Tata Dios descansó en día domingo, porque estaba cansado de haber hecho esta cosa tan complicada que se llama mundo. Pero ¿qué han hecho, durante los seis días, todos esos gandules que por ahí andan, para descansar el domingo? Además, nadie tenía derecho a imponernos un día más de holganza. ¿Quién lo pidió? ¿Para qué sirve?
La humanidad tenía que aguantarse un día por semana sin hacer nada. Y la humanidad se aburría. Un día de “flaca” era suficiente. Vienen los señores ingleses y, ¡qué bonita idea!, nos endilgan otro más, el sábado.
Por más que trabaje, con un día de descanso por semana es más que suficiente. Dos son insoportables, en cualquier ciudad del mundo. Soy, como verán ustedes, un enemigo declarado e irreconciliable del sábado inglés.
Corbata que toda la semana permanece embaulada. Traje que ostensiblemente tiene la rigidez de las prendas bien guardadas. Botines que crujían. Lentes con armadura de oro, para los días sábado y domingo. Y tal aspecto de satisfacción de sí mismo, que daban ganas de matarlo.
Parecía un novio, uno de esos novios que compran una casa por mensualidades. Uno de esos novios que dan un beso a plazo fijo.
Tan cuidadosamente lustrados tenía los botines que cuando salí del coche no me olvidé de pisarle un pie. Si no hay gente el hombre me asesina.
Después de este papanatas, hay otro hombre del sábado, el hombre triste, el hombre que cada vez que lo veo me apena profundamente.
Lo he visto numerosas veces, y siempre me ha causado la misma y dolorosa impresión.
Caminaba yo un sábado por una acera en la sombra, por la calle Alsina -la calle más lúgubre de Buenos Aires- cuando por la vereda opuesta, por la vereda del sol, vi a un empleado, de espaldas encorvadas, que caminaba despacio, llevando de la mano una criatura de tres años.
La criatura exhibía, inocentemente, uno de esos sombreritos con cintajos, que sin ser viejos son deplorables. Un vestidito rosa recién planchado. Unos zapatitos para los días de fiesta. Caminaba despacio la nena, y más despacio aún, el padre. Y de pronto tuve la visión de la sala de una casa de inquilinato, y la madre de la criatura, urea mujer joven y arrugada- por las penurias, planchando los cintajos del sombrero de la nena.

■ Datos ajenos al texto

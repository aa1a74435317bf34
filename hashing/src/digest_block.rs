//! Fixed-size digest output
//!
//! One hash invocation never produces more than [`MAX_OUTPUT_LEN`] octets, so
//! a block lives inline with no allocation. The buffer is wiped on drop since
//! counter-mode blocks are key material.

use crate::HashAlgorithm;
use std::fmt;
use zeroize::{Zeroize, ZeroizeOnDrop};

/// Longest output of any registered algorithm (SHA-512)
pub const MAX_OUTPUT_LEN: usize = 64;

/// One digest, sized by the algorithm that produced it
#[derive(Clone, PartialEq, Eq, Zeroize, ZeroizeOnDrop)]
pub struct DigestBlock {
    #[zeroize(skip)]
    algorithm: HashAlgorithm,
    bytes: [u8; MAX_OUTPUT_LEN],
}

impl DigestBlock {
    /// Empty block whose first `algorithm.output_len()` octets are to be filled
    pub(crate) fn zeroed(algorithm: HashAlgorithm) -> Self {
        Self {
            algorithm,
            bytes: [0u8; MAX_OUTPUT_LEN],
        }
    }

    pub(crate) fn output_mut(&mut self) -> &mut [u8] {
        &mut self.bytes[..self.algorithm.output_len()]
    }

    /// Algorithm that produced this digest
    #[must_use]
    pub fn algorithm(&self) -> HashAlgorithm {
        self.algorithm
    }

    /// The digest octets; always `algorithm().output_len()` long
    #[must_use]
    pub fn as_bytes(&self) -> &[u8] {
        &self.bytes[..self.algorithm.output_len()]
    }

    /// Lowercase hex encoding of the digest
    #[must_use]
    pub fn to_hex(&self) -> String {
        hex::encode(self.as_bytes())
    }
}

impl fmt::Debug for DigestBlock {
    fn fmt(&self, f: &mut fmt::Formatter<'_>) -> fmt::Result {
        f.debug_struct("DigestBlock")
            .field("algorithm", &self.algorithm)
            .finish_non_exhaustive()
    }
}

El hombre caminaba despacio. Triste. Aburrido. Yo vi en él el producto de veinte años de garita con catorce horas de trabajo y un sueldo de hambre, veinte años de privaciones, de sacrificios estúpidos y del sagrado terror de que lo echen a la calle. Vi en él a Santana, el personaje de Roberto Mariani.
Y en el centro, la tarde del sábado es horrible. Es cuando el comercio se muestra en su desnudez espantosa. Las cortinas metálicas tienen rigideces agresivas.
Los sótanos de las casas importadoras vomitan hedores de brea, de benzol y de artículos de ultramar. Las tiendas apestan a goma. Las ferreterías a pintura. El cielo parece, de tan azul, que está iluminando una factoría perdida en el África. Las tabernas para corredores de bolsa permanecen solitarias y lúgubres. Algún portero juega al mus con un lavapisos a la orilla de una mesa. Chicos que parecen haber nacido por generación espontánea de entre los musgos de las casas-bancas, aparecen a la puerta de “entrada para empleados” de los depósitos de dinero. Y se experimenta el terror, el espantoso terror de pensar que a estas mismas horas en varios países las gentes se ven obligadas a no hacer nada, aunque tengan ganas de trabajar o de morirse.
No, sin vuelta de hoja; no hay día más triste que el sábado inglés ni que el empleado que en un sábado de éstos está buscando aún, a las doce de la noche, en una empresa que tiene siete millones de capital, ¡un error de dos centavos en el balance de fin de mes!
“CAPITULO 23: LA MATANZA”
Rodolfo Walsh
Ha llegado el momento. Lo señala un diálogo breve, impresionante.
– ¿Qué nos van a hacer? –pregunta uno.
– ¡Camine para adelante! –le responden.
– ¡Nosotros somos inocentes! –gritan varios.
–No tengan miedo –les contestan. No les vamos a hacer nada. ¡NO LES VAMOS A HACER NADA!
Los vigilantes los arrean hacia el basural como a un rebaño aterrorizado. La camioneta se detiene, alumbrándolos con los faros. Los prisioneros parecen flotar en un lago vivísimo de luz. Rodríguez Moreno baja, pistola en mano.
A partir de ese instante el relato se fragmenta, estalla en doce o trece nódulos de pánico.
–Disparemos, Carranza –dice Gavino–. Yo creo que nos matan. Carranza sabe que es cierto. Pero una remotísima esperanza de estar equivocado lo mantiene caminando.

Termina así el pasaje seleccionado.